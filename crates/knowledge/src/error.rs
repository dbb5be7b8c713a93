//! Knowledge Source Error Types

use thiserror::Error;

/// Errors that can occur while consulting the external knowledge source
#[derive(Debug, Error)]
pub enum KnowledgeError {
    /// Network-level failure reaching the API
    #[error("transport error: {0}")]
    Transport(String),

    /// Request exceeded its deadline
    #[error("request timed out after {0}ms")]
    Timeout(u64),

    /// API returned a non-success status
    #[error("api error {status}: {message}")]
    Api { status: u16, message: String },

    /// Model produced no usable content
    #[error("model returned no content")]
    EmptyResponse,

    /// Content was blocked by the provider
    #[error("model refused the request: {0}")]
    Refused(String),

    /// Content did not parse as the required shape
    #[error("malformed model response: {0}")]
    Malformed(String),
}
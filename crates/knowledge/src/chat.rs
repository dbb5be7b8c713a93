//! Chat Messages and the Model Seam

use crate::error::KnowledgeError;
use async_trait::async_trait;
use serde::{Deserialize, Serialize};

/// Speaker of a chat message
#[derive(Debug, Clone, Copy, PartialEq, Eq, Serialize, Deserialize)]
#[serde(rename_all = "lowercase")]
pub enum Role {
    System,
    User,
    Assistant,
}

/// One turn in a conversation transcript
#[derive(Debug, Clone, PartialEq, Serialize, Deserialize)]
pub struct ChatMessage {
    pub role: Role,
    pub content: String,
}

impl ChatMessage {
    pub fn system(content: impl Into<String>) -> Self {
        Self { role: Role::System, content: content.into() }
    }

    pub fn user(content: impl Into<String>) -> Self {
        Self { role: Role::User, content: content.into() }
    }

    pub fn assistant(content: impl Into<String>) -> Self {
        Self { role: Role::Assistant, content: content.into() }
    }
}

/// Conversational capability behind the advisory chat surface.
///
/// Independent of the lookup path; implementations take the full
/// transcript and return the next assistant reply.
#[async_trait]
pub trait ChatModel: Send + Sync {
    async fn complete(&self, messages: &[ChatMessage]) -> Result<String, KnowledgeError>;
}

#[cfg(test)]
mod tests {
    use super::*;

    #[test]
    fn roles_serialize_lowercase() {
        let message = ChatMessage::system("hello");
        let value = serde_json::to_value(&message).unwrap();
        assert_eq!(value["role"], "system");
        assert_eq!(value["content"], "hello");
    }
}
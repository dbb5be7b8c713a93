//! Route Handlers

pub mod catalog;
pub mod chat;
pub mod diagnose;
pub mod leads;
pub mod sessions;
//! DTC Lookup API Server
//!
//! REST surface for the code lookup frontend: session management, the
//! resolution pipeline, lookup history, advisory chat, lead intake, and a
//! browsable catalog.

use axum::extract::State;
use axum::routing::{get, post};
use axum::{Json, Router};
use serde::Serialize;
use std::sync::Arc;
use tower::ServiceBuilder;
use tower_governor::GovernorLayer;
use tower_http::cors::CorsLayer;
use tower_http::trace::TraceLayer;
use tracing::{info, Level};
use tracing_subscriber::FmtSubscriber;

mod config;
mod error;
mod rate_limit;
mod routes;
mod session;

pub use config::ServerConfig;
pub use error::ApiError;
pub use rate_limit::RateLimitConfig;
pub use session::{ClientSession, SessionManager};

use knowledge::{ChatModel, GenerativeClient, KnowledgeSource};
use lead_capture::LeadIntake;
use resolver::ResolverConfig;

/// Application state shared across handlers
pub struct AppState {
    /// Live client sessions
    pub sessions: SessionManager,
    /// Lead intake boundary
    pub leads: LeadIntake,
    /// Size of the built-in catalog
    pub catalog_codes: usize,
    /// Version string
    pub version: String,
    /// Start time
    pub start_time: std::time::Instant,
}

impl AppState {
    /// Create new application state over the given collaborators
    pub fn new(
        source: Arc<dyn KnowledgeSource>,
        chat_model: Arc<dyn ChatModel>,
        resolver_config: ResolverConfig,
    ) -> Self {
        Self {
            sessions: SessionManager::new(source, chat_model, resolver_config),
            leads: LeadIntake::new(),
            catalog_codes: code_catalog::seed_records().len(),
            version: env!("CARGO_PKG_VERSION").to_string(),
            start_time: std::time::Instant::now(),
        }
    }
}

/// Health response
#[derive(Debug, Serialize)]
pub struct HealthResponse {
    pub status: String,
    pub timestamp: u64,
    pub version: String,
    pub uptime_seconds: u64,
    pub metrics: SystemMetrics,
}

/// System metrics
#[derive(Debug, Serialize)]
pub struct SystemMetrics {
    pub active_sessions: usize,
    pub catalog_codes: usize,
    pub pending_leads: usize,
}

/// Create the application router
pub fn create_router(state: Arc<AppState>, rate_limit: &RateLimitConfig) -> Router {
    let governor = rate_limit::create_governor_config(rate_limit);
    let lead_governor = rate_limit::create_governor_config(&RateLimitConfig::strict());

    let leads = Router::new()
        .route("/api/v1/leads", post(routes::leads::submit_lead))
        .layer(GovernorLayer {
            config: lead_governor,
        });

    Router::new()
        .route("/api/v1/health", get(health_handler))
        .route("/api/v1/codes", get(routes::catalog::list_codes))
        .route("/api/v1/sessions", post(routes::sessions::create_session))
        .route(
            "/api/v1/sessions/:id/resolve",
            post(routes::diagnose::resolve_code),
        )
        .route(
            "/api/v1/sessions/:id/history",
            get(routes::diagnose::get_history),
        )
        .route("/api/v1/sessions/:id/chat", post(routes::chat::send_message))
        .merge(leads)
        .layer(
            ServiceBuilder::new()
                .layer(TraceLayer::new_for_http())
                .layer(CorsLayer::permissive())
                .layer(GovernorLayer { config: governor }),
        )
        .with_state(state)
}

/// Health check handler
async fn health_handler(State(state): State<Arc<AppState>>) -> Json<HealthResponse> {
    let timestamp = std::time::SystemTime::now()
        .duration_since(std::time::UNIX_EPOCH)
        .map(|d| d.as_secs())
        .unwrap_or(0);

    Json(HealthResponse {
        status: "healthy".to_string(),
        timestamp,
        version: state.version.clone(),
        uptime_seconds: state.start_time.elapsed().as_secs(),
        metrics: SystemMetrics {
            active_sessions: state.sessions.count(),
            catalog_codes: state.catalog_codes,
            pending_leads: state.leads.pending(),
        },
    })
}

/// Initialize logging
pub fn init_logging() {
    let subscriber = FmtSubscriber::builder()
        .with_max_level(Level::INFO)
        .with_target(true)
        .finish();

    tracing::subscriber::set_global_default(subscriber)
        .expect("Failed to set tracing subscriber");
}

/// Run the server
pub async fn run_server(config: ServerConfig) -> anyhow::Result<()> {
    let client = Arc::new(GenerativeClient::new(config.knowledge.clone())?);
    let state = Arc::new(AppState::new(
        Arc::clone(&client) as Arc<dyn KnowledgeSource>,
        client as Arc<dyn ChatModel>,
        config.resolver.clone(),
    ));
    let app = create_router(state, &config.rate_limit);

    info!("Starting API server on {}", config.bind_addr);

    let listener = tokio::net::TcpListener::bind(&config.bind_addr).await?;
    axum::serve(
        listener,
        app.into_make_service_with_connect_info::<std::net::SocketAddr>(),
    )
    .await?;

    Ok(())
}

#[cfg(test)]
mod tests {
    use super::*;
    use axum::extract::Path;
    use knowledge::{MockChatModel, MockKnowledgeSource};
    use routes::diagnose::ResolveRequest;
    use uuid::Uuid;

    fn test_state() -> Arc<AppState> {
        Arc::new(AppState::new(
            Arc::new(MockKnowledgeSource::empty()),
            Arc::new(MockChatModel::replying("Happy to help.")),
            ResolverConfig::immediate(),
        ))
    }

    #[tokio::test]
    async fn resolve_round_trips_through_the_handlers() {
        let state = test_state();
        let (_, Json(created)) = routes::sessions::create_session(State(Arc::clone(&state))).await;

        let Json(record) = routes::diagnose::resolve_code(
            State(Arc::clone(&state)),
            Path(created.session_id),
            Json(ResolveRequest {
                code: "p0420".to_string(),
                vehicle_context: None,
            }),
        )
        .await
        .unwrap();
        assert_eq!(record.code, "P0420");

        let Json(history) =
            routes::diagnose::get_history(State(state), Path(created.session_id))
                .await
                .unwrap();
        assert_eq!(history.count, 1);
        assert_eq!(history.data[0].code, "P0420");
    }

    #[tokio::test]
    async fn unknown_session_is_not_found() {
        let state = test_state();
        let result = routes::diagnose::get_history(State(state), Path(Uuid::new_v4())).await;
        assert!(matches!(result, Err(ApiError::SessionNotFound)));
    }

    #[tokio::test]
    async fn chat_handler_replies_for_a_live_session() {
        let state = test_state();
        let (_, Json(created)) = routes::sessions::create_session(State(Arc::clone(&state))).await;

        let Json(reply) = routes::chat::send_message(
            State(state),
            Path(created.session_id),
            Json(routes::chat::ChatRequest {
                message: "what does P0420 mean?".to_string(),
            }),
        )
        .await
        .unwrap();
        assert_eq!(reply.reply, "Happy to help.");
    }

    #[tokio::test]
    async fn lead_handler_accepts_and_counts() {
        let state = test_state();
        let request = lead_capture::LeadRequest {
            name: "Jordan Avery".to_string(),
            phone: "555-867-5309".to_string(),
            email: None,
            zip: None,
            code: "P0420".to_string(),
            vehicle_name: "2014 Honda Accord".to_string(),
        };

        let (status, _) = routes::leads::submit_lead(State(Arc::clone(&state)), Json(request))
            .await
            .unwrap();
        assert_eq!(status, axum::http::StatusCode::CREATED);
        assert_eq!(state.leads.pending(), 1);
    }

    #[tokio::test]
    async fn health_reports_counters() {
        let state = test_state();
        state.sessions.create();

        let Json(health) = health_handler(State(state)).await;
        assert_eq!(health.status, "healthy");
        assert_eq!(health.metrics.active_sessions, 1);
        assert!(health.metrics.catalog_codes > 0);
    }
}
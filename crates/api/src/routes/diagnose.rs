//! Resolution and History Routes

use axum::extract::{Path, State};
use axum::Json;
use dtc_model::DiagnosticRecord;
use resolver::HistoryEntry;
use serde::{Deserialize, Serialize};
use std::sync::Arc;
use uuid::Uuid;

use crate::error::ApiError;
use crate::AppState;

/// Body for the resolve endpoint
#[derive(Debug, Deserialize)]
#[serde(rename_all = "camelCase")]
pub struct ResolveRequest {
    /// Raw user-entered code, normalized server-side
    pub code: String,
    #[serde(default)]
    pub vehicle_context: Option<String>,
}

/// Resolve a trouble code within a session.
///
/// Always 200 for a live session; the pipeline degrades internally.
pub async fn resolve_code(
    State(state): State<Arc<AppState>>,
    Path(session_id): Path<Uuid>,
    Json(request): Json<ResolveRequest>,
) -> Result<Json<DiagnosticRecord>, ApiError> {
    let session = state
        .sessions
        .get(&session_id)
        .ok_or(ApiError::SessionNotFound)?;

    let record = session
        .resolve(&request.code, request.vehicle_context.as_deref())
        .await;

    Ok(Json(record))
}

/// Response for the history endpoint
#[derive(Debug, Serialize)]
pub struct HistoryResponse {
    pub data: Vec<HistoryEntry>,
    pub count: usize,
}

/// Recent lookups for a session, most recent first
pub async fn get_history(
    State(state): State<Arc<AppState>>,
    Path(session_id): Path<Uuid>,
) -> Result<Json<HistoryResponse>, ApiError> {
    let session = state
        .sessions
        .get(&session_id)
        .ok_or(ApiError::SessionNotFound)?;

    let data = session.store().history();
    Ok(Json(HistoryResponse {
        count: data.len(),
        data,
    }))
}
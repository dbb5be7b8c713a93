//! Code Resolution Pipeline
//!
//! Given a raw user-entered code string and optional vehicle context,
//! produces a normalized diagnostic record or a typed fallback record,
//! consulting the session cache before the external knowledge source and
//! persisting successful external lookups back into the cache plus a
//! bounded recent-history list.

mod pipeline;
mod store;

pub use pipeline::{Resolver, ResolverConfig};
pub use store::{HistoryEntry, SessionStore, HISTORY_CAPACITY};
//! Mock Collaborators
//!
//! In-memory stand-ins for the generative API, usable from any crate's
//! tests without network access.

use crate::chat::{ChatMessage, ChatModel};
use crate::client::{KnowledgeSource, LookupRequest};
use crate::error::KnowledgeError;
use async_trait::async_trait;
use dtc_model::DiagnosticRecord;
use std::collections::HashMap;
use std::sync::atomic::{AtomicUsize, Ordering};
use std::time::Duration;

/// Canned knowledge source keyed by code.
///
/// Lookups for codes without a canned record fail with a transport error;
/// an optional artificial delay exercises timeout handling.
pub struct MockKnowledgeSource {
    records: HashMap<String, DiagnosticRecord>,
    delay: Option<Duration>,
    calls: AtomicUsize,
}

impl MockKnowledgeSource {
    /// A source that fails every lookup
    pub fn empty() -> Self {
        Self::with_records([])
    }

    pub fn with_records(records: impl IntoIterator<Item = DiagnosticRecord>) -> Self {
        Self {
            records: records
                .into_iter()
                .map(|r| (r.code.clone(), r))
                .collect(),
            delay: None,
            calls: AtomicUsize::new(0),
        }
    }

    /// Delay every lookup, for exercising caller-side timeouts
    pub fn with_delay(mut self, delay: Duration) -> Self {
        self.delay = Some(delay);
        self
    }

    /// Number of lookups attempted against this source
    pub fn call_count(&self) -> usize {
        self.calls.load(Ordering::SeqCst)
    }
}

#[async_trait]
impl KnowledgeSource for MockKnowledgeSource {
    async fn lookup(&self, request: &LookupRequest) -> Result<DiagnosticRecord, KnowledgeError> {
        self.calls.fetch_add(1, Ordering::SeqCst);
        if let Some(delay) = self.delay {
            tokio::time::sleep(delay).await;
        }
        self.records
            .get(&request.code)
            .cloned()
            .ok_or_else(|| KnowledgeError::Transport("mock: no canned record".to_string()))
    }
}

/// Chat model returning a fixed reply, or failing when none is set
pub struct MockChatModel {
    reply: Option<String>,
    calls: AtomicUsize,
}

impl MockChatModel {
    pub fn replying(reply: impl Into<String>) -> Self {
        Self {
            reply: Some(reply.into()),
            calls: AtomicUsize::new(0),
        }
    }

    pub fn failing() -> Self {
        Self {
            reply: None,
            calls: AtomicUsize::new(0),
        }
    }

    pub fn call_count(&self) -> usize {
        self.calls.load(Ordering::SeqCst)
    }
}

#[async_trait]
impl ChatModel for MockChatModel {
    async fn complete(&self, _messages: &[ChatMessage]) -> Result<String, KnowledgeError> {
        self.calls.fetch_add(1, Ordering::SeqCst);
        self.reply
            .clone()
            .ok_or_else(|| KnowledgeError::Transport("mock: chat offline".to_string()))
    }
}

#[cfg(test)]
mod tests {
    use super::*;

    #[tokio::test]
    async fn canned_record_round_trips() {
        let record = DiagnosticRecord::unknown("P9998");
        let source = MockKnowledgeSource::with_records([DiagnosticRecord {
            category: "Powertrain".to_string(),
            ..record
        }]);

        let request = LookupRequest {
            code: "P9998".to_string(),
            vehicle_context: None,
        };
        let found = source.lookup(&request).await.unwrap();
        assert_eq!(found.code, "P9998");
        assert_eq!(source.call_count(), 1);
    }

    #[tokio::test]
    async fn missing_record_fails_lookup() {
        let source = MockKnowledgeSource::empty();
        let request = LookupRequest {
            code: "P0001".to_string(),
            vehicle_context: None,
        };
        assert!(source.lookup(&request).await.is_err());
    }

    #[tokio::test]
    async fn failing_chat_model_errors() {
        let model = MockChatModel::failing();
        assert!(model.complete(&[]).await.is_err());
        assert_eq!(model.call_count(), 1);
    }
}
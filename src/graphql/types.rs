use crate::model;
use async_graphql::{ComplexObject, Context, ID, SimpleObject};

use super::schema::{gql_error, parse_id, store};

#[derive(SimpleObject, Clone, Debug, PartialEq)]
#[graphql(complex)]
pub struct Owner {
    pub id: ID,
    pub name: String,
    pub age: i32,
}

#[ComplexObject]
impl Owner {
    /// Pets whose `owner_id` is this owner, fetched per owner
    async fn pets(&self, ctx: &Context<'_>) -> async_graphql::Result<Vec<Pet>> {
        let owner_id = parse_id(&self.id)?;
        let pets = store(ctx)?
            .find_owners_pets(owner_id)
            .await
            .map_err(gql_error)?;
        Ok(pets.into_iter().map(Pet::from).collect())
    }
}

impl From<model::Owner> for Owner {
    fn from(o: model::Owner) -> Self {
        Self {
            id: ID::from(o.id.to_string()),
            name: o.name,
            age: o.age,
        }
    }
}

#[derive(SimpleObject, Clone, Debug, PartialEq)]
#[graphql(complex, rename_fields = "snake_case")]
pub struct Pet {
    pub id: ID,
    pub name: String,
    pub animal_type: String,
    pub breed: String,
    pub age: i32,
    pub favorite_treat: String,

    #[graphql(skip)]
    pub owner_id: i64,
}

#[ComplexObject]
impl Pet {
    /// The owner referenced by this pet, or null once that owner is deleted
    async fn owner(&self, ctx: &Context<'_>) -> async_graphql::Result<Option<Owner>> {
        let owner = store(ctx)?
            .find_owner(self.owner_id)
            .await
            .map_err(gql_error)?;
        Ok(owner.map(Owner::from))
    }
}

impl From<model::Pet> for Pet {
    fn from(p: model::Pet) -> Self {
        Self {
            id: ID::from(p.id.to_string()),
            name: p.name,
            animal_type: p.animal_type,
            breed: p.breed,
            age: p.age,
            favorite_treat: p.favorite_treat,
            owner_id: p.owner_id,
        }
    }
}
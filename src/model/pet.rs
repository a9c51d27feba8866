use serde::{Deserialize, Serialize};

#[derive(Debug, Clone, PartialEq, Eq, Serialize, Deserialize, sqlx::FromRow)]
pub struct Pet {
    pub id: i64,
    pub name: String,
    pub animal_type: String,
    pub breed: String,
    pub age: i32,
    pub favorite_treat: String,

    /// Not checked against `owners`: a pet outlives a deleted owner.
    pub owner_id: i64,
}

#[derive(Debug, Clone, PartialEq, Eq, Serialize, Deserialize)]
pub struct NewPet {
    pub name: String,
    pub animal_type: String,
    pub breed: String,
    pub age: i32,
    pub favorite_treat: String,
    pub owner_id: i64,
}

impl NewPet {
    pub fn new(name: impl Into<String>, animal_type: impl Into<String>, owner_id: i64) -> Self {
        Self {
            name: name.into(),
            animal_type: animal_type.into(),
            breed: String::new(),
            age: 0,
            favorite_treat: String::new(),
            owner_id,
        }
    }

    pub fn with_breed(mut self, breed: impl Into<String>) -> Self {
        self.breed = breed.into();
        self
    }

    pub fn with_age(mut self, age: i32) -> Self {
        self.age = age;
        self
    }

    pub fn with_favorite_treat(mut self, treat: impl Into<String>) -> Self {
        self.favorite_treat = treat.into();
        self
    }
}
//! GraphQL schema, resolvers and HTTP server for petshop.
//!
//! ## Usage
//!
//! ```bash
//! # Start the GraphQL server (GraphiQL on GET /graphql)
//! petshop serve --port 4000
//!
//! # Execute a query from CLI
//! petshop query '{ owners { name pets { name } } }'
//!
//! # Execute a mutation from CLI
//! petshop mutate 'addOwner(name: "Ann", age: 30) { id }'
//! ```
//!
//! ## Schema
//!
//! - **Queries** (`RootQueryType`): `pet`, `pets`, `owner`, `owners`
//! - **Mutations** (`Mutation`): `addOwner`, `deleteOwner`, `addPet`, `deletePet`
//!
//! Relationship fields (`Owner.pets`, `Pet.owner`) issue one store query per
//! parent object. Store failures surface in the response `errors` array with
//! `extensions.code = "STORE_ERROR"`.

mod schema;
mod server;
mod types;

pub use schema::{
    DELETE_FAILURE, DELETE_SUCCESS, MutationRoot, PetshopSchema, QueryRoot, build_schema,
    schema_sdl,
};
pub use server::{router, run_server};
pub use types::*;
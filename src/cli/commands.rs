use crate::config::{DEFAULT_CONFIG_FILE, DEFAULT_ENVIRONMENT};
use clap::{Parser, Subcommand};
use std::path::PathBuf;

#[derive(Parser)]
#[command(name = "petshop")]
#[command(author, version, about = "A GraphQL API for owners and their pets")]
#[command(propagate_version = true)]
pub struct Cli {
    #[command(subcommand)]
    pub command: Commands,

    /// Path to the environment-keyed config file
    #[arg(long, global = true, default_value = DEFAULT_CONFIG_FILE)]
    pub config: PathBuf,

    /// Configuration block to use
    #[arg(
        long = "env",
        global = true,
        env = "PETSHOP_ENV",
        default_value = DEFAULT_ENVIRONMENT
    )]
    pub environment: String,

    /// Database URL (overrides the config block)
    #[arg(long, global = true, env = "DATABASE_URL")]
    pub database_url: Option<String>,

    /// Enable debug logging
    #[arg(short, long, global = true)]
    pub verbose: bool,

    /// Also write JSON logs to this file (rotated daily)
    #[arg(long, global = true)]
    pub log_file: Option<PathBuf>,
}

#[derive(Subcommand)]
pub enum Commands {
    /// Write a config file with development, test and production blocks
    Init {
        /// Overwrite an existing config file
        #[arg(long)]
        force: bool,
    },

    /// Start the GraphQL HTTP server
    Serve {
        /// Address to bind
        #[arg(long, default_value = "127.0.0.1")]
        host: String,

        /// Port to listen on
        #[arg(short, long, default_value_t = 4000)]
        port: u16,
    },

    /// Execute a GraphQL query and print the JSON response
    #[command(visible_alias = "q")]
    Query {
        /// GraphQL document, e.g. '{ owners { name } }'
        document: String,

        /// Variables as a JSON object
        #[arg(long)]
        variables: Option<String>,
    },

    /// Execute mutation fields (wrapped in `mutation { }`) and print the JSON response
    #[command(visible_alias = "m")]
    Mutate {
        /// Mutation fields, e.g. 'addOwner(name: "Ann", age: 30) { id }'
        mutation: String,

        /// Variables as a JSON object
        #[arg(long)]
        variables: Option<String>,
    },

    /// Apply pending database migrations
    Migrate,

    /// Insert a demo owner with two pets
    Seed,

    /// Print the GraphQL schema (SDL)
    Schema,
}
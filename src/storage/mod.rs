//! Data access layer for petshop.
//!
//! All reads and writes go through the [`PetStore`] trait so the GraphQL layer
//! can be exercised against any backend. [`SqliteStore`] is the shipped
//! implementation; its schema lives in the crate's `migrations/` directory.
//!
//! ## Components
//!
//! - [`PetStore`]: Single-statement operations on owners and pets
//! - [`DynStore`]: Shared handle injected into the GraphQL schema
//! - [`SqliteStore`]: sqlx-backed implementation with migrations and seeding

mod sqlite;
mod store;

pub use sqlite::SqliteStore;
pub use store::{DynStore, PetStore};
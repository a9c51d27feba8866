//! # Petshop - a GraphQL API for owners and their pets
//!
//! Owners and pets live in two SQLite tables and are exposed through a
//! GraphQL schema with basic queries and create/delete mutations.
//!
//! ## Quick Start
//!
//! ```bash
//! # Write petshop.yml with development/test/production blocks
//! petshop init
//!
//! # Create the tables and load demo data
//! petshop migrate
//! petshop seed
//!
//! # Query from the command line
//! petshop query '{ owner(id: 1) { name pets { name } } }'
//!
//! # Or serve GraphQL over HTTP
//! petshop serve --port 4000
//! ```
//!
//! ## Modules
//!
//! - [`cli`]: Command-line interface definitions and handlers
//! - [`config`]: Environment-keyed configuration
//! - [`error`]: Error types and result aliases
//! - [`graphql`]: GraphQL schema, resolvers and HTTP server
//! - [`model`]: Owner and pet records
//! - [`storage`]: Data access trait and SQLite implementation

/// Command-line interface definitions using clap.
pub mod cli;

/// Configuration loading.
///
/// Reads `petshop.yml` and selects the block for the active environment.
pub mod config;

/// Error types and result aliases.
///
/// Defines `PetshopError` enum and `Result<T>` type alias.
pub mod error;

/// GraphQL schema and resolvers.
///
/// Provides the async-graphql schema and the axum server exposing it.
pub mod graphql;

/// Data models for owners and pets.
pub mod model;

/// Data access layer.
///
/// Defines the `PetStore` trait and its sqlx SQLite implementation.
pub mod storage;

pub mod logging;
use anyhow::Result;

use super::CommandContext;
use super::query::execute_and_print;

pub fn handle_mutate(
    ctx: CommandContext,
    mutation: String,
    variables: Option<String>,
) -> Result<()> {
    // Auto-wrap in mutation { }
    let document = format!("mutation {{ {} }}", mutation);
    execute_and_print(ctx, document, variables)
}
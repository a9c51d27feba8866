//! Data models for petshop.
//!
//! - [`Owner`]: A person who may own zero or more pets
//! - [`Pet`]: An animal referencing its owner through `owner_id`
//! - [`NewOwner`] / [`NewPet`]: Insert payloads without a generated id

mod owner;
mod pet;

pub use owner::{NewOwner, Owner};
pub use pet::{NewPet, Pet};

------------------------------------------------------------

With the first line of the material as the start and the line containing "by the provider" as the end, repeat that span exactly and add nothing.

filename crates/knowledge/src/error.rs
repository dbb5be7b8c713a93
//! Knowledge Source Error Types

use thiserror::Error;

/// Errors that can occur while consulting the external knowledge source
#[derive(Debug, Error)]
pub enum KnowledgeError {
    /// Network-level failure reaching the API
    #[error("transport error: {0}")]
    Transport(String),

    /// Request exceeded its deadline
    #[error("request timed out after {0}ms")]
    Timeout(u64),

    /// API returned a non-success status
    #[error("api error {status}: {message}")]
    Api { status: u16, message: String },

    /// Model produced no usable content
    #[error("model returned no content")]
    EmptyResponse,

    /// Content was blocked by the provider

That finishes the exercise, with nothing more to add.